I giocatori scoperti da Rangnick

Si può discutere sull’effettivo valore dell’allenatore e delle sue idee non adatte a tutte le squadre, ma su una cosa sembrano essere d’accordo tutti: Rangnick durante la sua carriera ha scoperto diversi talenti, acquistandoli quando erano ancora sconosciuti, e ne ha fatti crescere altrettanti, allenandoli personalmente. Tra questi, non è un caso che ci sia un sacco di Liverpool: Matip (allenato da Rangnick allo Schalke), Firmino (Hoffnheim), Naby Keita e Mané (Salisburgo). Klopp, infatti, ha uno stile di gioco simile a quello di Rangnick. Ralf ha poi acquistato per pochi milioni giocatori poi esplosi come Luiz Gustavo, Demme, Upamecano e, soprattutto, Haaland, l’astro nascente oggi in forza al Borussia Dortmund. Il tedesco ha poi valorizzato e consegnato l’attuale attaccante titolare della nazionale tedesca, ovvero Werner.

Come gioca Rangnick

Per capire meglio chi è Rangnick, non possiamo fare a meno di conoscere le sue idee di calcio. Il modulo più utilizzato è il 442 con gli esterni di centrocampo che giocano alti. Ciò che identifica maggiormente il suo gioco è il pressing quasi maniacale utile per recuperare il pallone il più presto possibile. Nella sua partita ideale, i giocatori dovrebbero recuperare palla entro 8 secondi per poi attaccare subito senza perdere tempo in passaggi orizzontali o arretrati. Per il suo calcio verticale e veloce preferisce giocatori rapidi e di qualità che siano in grado di organizzare le ripartenze.

La Trattativa

È ormai certo che ci siano stati dei contatti tra il Milan e l’allenatore. Boban ha dichiarato che esiste un accordo già da dicembre. Ma la sua dichiarazione è stata smentita dallo stesso tecnico.
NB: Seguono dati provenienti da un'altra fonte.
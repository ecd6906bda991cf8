//! Blocking readback of render targets and histogram bins.

use fotiq_core::image::{BitDepth, LinearImage};
use fotiq_core::scopes::HistogramData;

use crate::buffers::GpuImage;
use crate::error::GpuError;
use crate::histogram_pass::BINS_BYTES;

/// Staging buffers reused across frames. The image buffer grows on demand.
#[derive(Default)]
pub struct Readback {
    image_staging: Option<wgpu::Buffer>,
    bins_staging: Option<wgpu::Buffer>,
}

impl Readback {
    /// Record copies of `frame` and `bins` into the staging buffers.
    pub fn encode(
        &mut self,
        device: &wgpu::Device,
        encoder: &mut wgpu::CommandEncoder,
        frame: &GpuImage,
        bins: &wgpu::Buffer,
    ) {
        let size = frame.byte_size();
        let image_staging = staging(device, &mut self.image_staging, size, "fotiq_image_staging");
        encoder.copy_buffer_to_buffer(&frame.buffer, 0, image_staging, 0, size);

        let bins_staging = staging(device, &mut self.bins_staging, BINS_BYTES, "fotiq_bins_staging");
        encoder.copy_buffer_to_buffer(bins, 0, bins_staging, 0, BINS_BYTES);
    }

    /// Wait for the submitted copies and read both results.
    pub fn read(
        &self,
        device: &wgpu::Device,
        width: u32,
        height: u32,
        bit_depth: BitDepth,
    ) -> Result<(LinearImage, HistogramData), GpuError> {
        let (Some(image_staging), Some(bins_staging)) = (&self.image_staging, &self.bins_staging)
        else {
            return Err(GpuError::Readback("nothing was encoded".to_string()));
        };
        let image_bytes = u64::from(width) * u64::from(height) * crate::buffers::PIXEL_BYTES;

        let image_mapped = map_read(image_staging.slice(..image_bytes));
        let bins_mapped = map_read(bins_staging.slice(..));
        device
            .poll(wgpu::PollType::wait_indefinitely())
            .map_err(|e| GpuError::Readback(e.to_string()))?;
        await_map(image_mapped)?;
        await_map(bins_mapped)?;

        let data = image_staging.slice(..image_bytes).get_mapped_range();
        let pixels: Vec<[f32; 4]> = bytemuck::cast_slice(&data).to_vec();
        drop(data);
        image_staging.unmap();

        let data = bins_staging.slice(..).get_mapped_range();
        let bins: Vec<u32> = bytemuck::cast_slice(&data).to_vec();
        drop(data);
        bins_staging.unmap();

        let histogram = HistogramData::from_flat(&bins)
            .ok_or_else(|| GpuError::Readback(format!("expected 768 bins, got {}", bins.len())))?;
        let image = LinearImage {
            width,
            height,
            pixels,
            source_bit_depth: bit_depth,
        };
        Ok((image, histogram))
    }
}

fn staging<'a>(
    device: &wgpu::Device,
    cache: &'a mut Option<wgpu::Buffer>,
    size: u64,
    label: &str,
) -> &'a wgpu::Buffer {
    if cache.as_ref().is_some_and(|buf| buf.size() < size) {
        *cache = None;
    }
    cache.get_or_insert_with(|| {
        tracing::debug!(label, size, "allocating staging buffer");
        device.create_buffer(&wgpu::BufferDescriptor {
            label: Some(label),
            size,
            usage: wgpu::BufferUsages::COPY_DST | wgpu::BufferUsages::MAP_READ,
            mapped_at_creation: false,
        })
    })
}

type MapResult = std::sync::mpsc::Receiver<Result<(), wgpu::BufferAsyncError>>;

fn map_read(slice: wgpu::BufferSlice<'_>) -> MapResult {
    let (tx, rx) = std::sync::mpsc::channel();
    slice.map_async(wgpu::MapMode::Read, move |result| {
        let _ = tx.send(result);
    });
    rx
}

fn await_map(rx: MapResult) -> Result<(), GpuError> {
    rx.recv()
        .map_err(|e| GpuError::Readback(e.to_string()))?
        .map_err(|e| GpuError::Readback(e.to_string()))
}
#[cfg(test)]
mod tests {
    use super::*;
    use crate::mask::{MAX_MASKS_PER_KIND, MaskGeometry};

    #[test]
    fn test_apply_adjustment_is_pure() {
        let base = AdjustmentState::default();
        let next = apply_adjustment(&base, keys::EXPOSURE, 40.0);
        assert_eq!(base.value(keys::EXPOSURE), 0.0);
        assert_eq!(next.value(keys::EXPOSURE), 40.0);
    }

    #[test]
    fn test_values_clamp_to_slider_range() {
        let state = AdjustmentState::default()
            .apply_adjustment(keys::CONTRAST, 250.0)
            .apply_adjustment(keys::SHARPEN_AMOUNT, -5.0)
            .apply_adjustment(keys::ROTATION, 200.0);
        assert_eq!(state.value(keys::CONTRAST), 100.0);
        assert_eq!(state.value(keys::SHARPEN_AMOUNT), 0.0);
        assert_eq!(state.value(keys::ROTATION), 180.0);
    }

    #[test]
    fn test_unknown_key_and_nan_are_ignored() {
        let base = AdjustmentState::default().apply_adjustment(keys::TINT, 10.0);
        assert_eq!(base.apply_adjustment("clarity", 50.0), base);
        assert_eq!(base.apply_adjustment(keys::TINT, f32::NAN), base);
    }

    #[test]
    fn test_zero_value_equals_default() {
        let state = AdjustmentState::default()
            .apply_adjustment(keys::SHADOWS, 30.0)
            .apply_adjustment(keys::SHADOWS, 0.0);
        assert_eq!(state, AdjustmentState::default());
    }

    #[test]
    fn test_hsl_keys_parse() {
        assert_eq!(hsl_key(0, HslComponent::Saturation), "hsl_red_s");
        assert_eq!(slider_range("hsl_magenta_h"), Some((-100.0, 100.0)));
        assert_eq!(slider_range("hsl_teal_h"), None);
        assert_eq!(slider_range("hsl_red_x"), None);
    }

    #[test]
    fn test_fourth_linear_mask_is_a_no_op() {
        let mut state = AdjustmentState::default();
        for _ in 0..MAX_MASKS_PER_KIND {
            state = state.add_mask(MaskKind::Linear, MAX_MASKS_PER_KIND);
        }
        assert_eq!(state.mask_count(MaskKind::Linear), 3);
        let after = state.add_mask(MaskKind::Linear, MAX_MASKS_PER_KIND);
        assert_eq!(after, state);

        // The radial budget is separate.
        let radial = state.add_mask(MaskKind::Radial, MAX_MASKS_PER_KIND);
        assert_eq!(radial.mask_count(MaskKind::Radial), 1);
    }

    #[test]
    fn test_mask_ids_are_unique_after_removal() {
        let state = AdjustmentState::default()
            .add_mask(MaskKind::Linear, 3)
            .add_mask(MaskKind::Radial, 3);
        let first = state.masks()[0].id;
        let state = state.remove_mask(first).add_mask(MaskKind::Linear, 3);
        let ids: Vec<_> = state.masks().iter().map(|m| m.id).collect();
        assert_eq!(ids.len(), 2);
        assert_ne!(ids[0], ids[1]);
    }

    #[test]
    fn test_removed_mask_id_is_not_reused() {
        let state = AdjustmentState::default()
            .add_mask(MaskKind::Linear, 3)
            .add_mask(MaskKind::Radial, 3);
        let newest = state.masks()[1].id;
        let state = state.remove_mask(newest).add_mask(MaskKind::Radial, 3);
        assert_eq!(state.masks().len(), 2);
        assert_ne!(state.masks()[1].id, newest);
        assert!(state.masks()[1].id > newest);
    }

    #[test]
    fn test_mask_counter_survives_serde_and_old_files() {
        let state = AdjustmentState::default()
            .add_mask(MaskKind::Linear, 3)
            .add_mask(MaskKind::Linear, 3);
        let removed = state.masks()[1].id;
        let state = state.remove_mask(removed);
        let json = serde_json::to_string(&state).unwrap();
        let back: AdjustmentState = serde_json::from_str(&json).unwrap();
        assert_eq!(back, state);
        assert_ne!(back.add_mask(MaskKind::Linear, 3).masks()[1].id, removed);

        // Files written without the counter continue above the highest id.
        let json = r#"{"masks": [{"id": 7, "geometry": {"type": "radial", "center": [0.5, 0.5], "radius_x": 0.2, "radius_y": 0.2, "rotation": 0.0}, "feather": 0.1, "inverted": false, "adjustments": {}}]}"#;
        let old: AdjustmentState = serde_json::from_str(json).unwrap();
        let old = old.sanitized(3);
        assert_eq!(old.add_mask(MaskKind::Linear, 3).masks()[1].id, 8);
    }

    #[test]
    fn test_update_mask_replaces_all_fields() {
        let state = AdjustmentState::default().add_mask(MaskKind::Radial, 3);
        let mut mask = state.masks()[0];
        mask.feather = 0.4;
        mask.inverted = true;
        mask.adjustments.exposure = 25.0;
        let updated = state.update_mask(mask);
        assert_eq!(updated.masks()[0], mask);
        assert_eq!(state.masks()[0].feather, 0.1);
    }

    #[test]
    fn test_update_mask_rejects_kind_change() {
        let state = AdjustmentState::default().add_mask(MaskKind::Radial, 3);
        let mut mask = state.masks()[0];
        mask.geometry = MaskGeometry::default_for(MaskKind::Linear);
        assert_eq!(state.update_mask(mask), state);
    }

    #[test]
    fn test_reset_command_restores_default() {
        let config = EngineConfig::default();
        let state = AdjustmentState::default()
            .apply_adjustment(keys::EXPOSURE, 10.0)
            .add_mask(MaskKind::Linear, 3)
            .with_curve_points(vec![CurvePoint::new(0.0, 20.0), CurvePoint::new(255.0, 255.0)]);
        assert_eq!(state.apply(&EditCommand::Reset, &config), AdjustmentState::default());
    }

    #[test]
    fn test_shader_units() {
        let state = AdjustmentState::default()
            .apply_adjustment(keys::EXPOSURE, 20.0)
            .apply_adjustment(keys::DISTORTION, 50.0)
            .apply_adjustment(keys::ROTATION, 90.0)
            .apply_adjustment("hsl_blue_h", 100.0)
            .apply_adjustment("hsl_blue_l", 100.0);
        let p = GradingParams::from_state(&state);
        assert!((p.exposure - 1.0).abs() < 1e-6);
        assert!((p.distortion - 0.25).abs() < 1e-6);
        assert!((p.rotation - std::f32::consts::FRAC_PI_2).abs() < 1e-6);
        assert!((p.hsl.hue[5] - 0.1).abs() < 1e-6);
        assert!((p.hsl.luminance[5] - 0.5).abs() < 1e-6);
    }

    #[test]
    fn test_sanitize_enforces_invariants() {
        let json = r#"{
            "values": {"exposure": 500.0, "bogus": 3.0, "tint": 0.0},
            "masks": [
                {"id": 1, "geometry": {"type": "linear", "anchor": [0.5, 0.5], "rotation": 0.0}, "feather": 0.1, "inverted": false, "adjustments": {}},
                {"id": 2, "geometry": {"type": "linear", "anchor": [0.5, 0.5], "rotation": 0.0}, "feather": 0.1, "inverted": false, "adjustments": {}},
                {"id": 3, "geometry": {"type": "linear", "anchor": [0.5, 0.5], "rotation": 0.0}, "feather": 0.1, "inverted": false, "adjustments": {}},
                {"id": 4, "geometry": {"type": "linear", "anchor": [0.5, 0.5], "rotation": 0.0}, "feather": 2.0, "inverted": false, "adjustments": {}}
            ]
        }"#;
        let state: AdjustmentState = serde_json::from_str(json).unwrap();
        let state = state.sanitized(3);
        assert_eq!(state.value(keys::EXPOSURE), 100.0);
        assert_eq!(state.values().len(), 1);
        assert_eq!(state.mask_count(MaskKind::Linear), 3);
        assert!(state.tone_curve().is_identity());
    }
}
Ciò nonostante, rimangono delle buone probabilità riguardo al suo arrivo al Milan per la prossima stagione. Rangnick è uno scopritore di giovani talenti e questa caratteristica lo rende complementare a Gazidis che spinge molto sulla linea “nuove leve”. D’altro canto, se lo vuole davvero, il Milan deve prepararsi ad una ampia riorganizzazione se non vogliamo parlare di rivoluzione. Infatti, il tedesco potrebbe addirittura ottenere un doppio incarico, come ha già fatto in carriera. Cioè quello di allenatore e direttore sportivo. Inoltre, la riorganizzazione andrebbe ad incidere anche sul gioco e sulle metodologie e le strutture di allenamento. Per quest’ultime bisognerà mettere in conto alcuni investimenti. Il Professore, infatti, ha allenato diverse squadre ma in tutte queste c’era un’ampia disponibilità economica che gli permetteva di soddisfare le sue esigenze. Non è un caso dunque che Maldini non sia favorevole a questa trattativa. L’ex capitano ha definito Rangnick “non adatto al Milan”. Staremo a vedere cosa succederà nei prossimi mesi. Difficile dire se il dirigente del Lipsia sia l’uomo giusto, certamente è un profilo che incuriosisce.

Rangnick riceve l’assist decisivo da Scaroni?

Che Rangnick sia in orbita Milan non è più un segreto. A causa di questo trapelar di notizie, Boban, ha infatti recentemente abbandonato il suo incarico. Poco importa se Gazidis o altri rappresentanti abbiano mascherato il fatto dietro ad un’intervista non stabilita da parte del croato, ma tant’è. Boban non c’è più.

Nei giorni scorsi, invece, a riaccendere le voci sul probabile arrivo dell’allenatore tedesco ci ha pensato Scaroni:

il milan giocherà un calcio veloce, che non si vede in italia

Queste le parole del presidente Rossonero. Verità? Fumo negli occhi? Ad oggi ancora non si sa, l’unica cosa che io vorrei è che ci sia finalmente chiarezza. Una linea chiara da seguire con tutti i rappresentanti rossoneri a remare nella medesima direzione. A questo punto Rangnick deve arrivare, non è accettabile un tira e molla che dura da mesi per poi vedere sfumare l’idea. Sarebbe l’ennesimo segnale di debolezza e poca lucidità nei piani alti del Diavolo. Chi è Rangnick? A questo punto sono e siamo tutti curiosi di conoscerlo.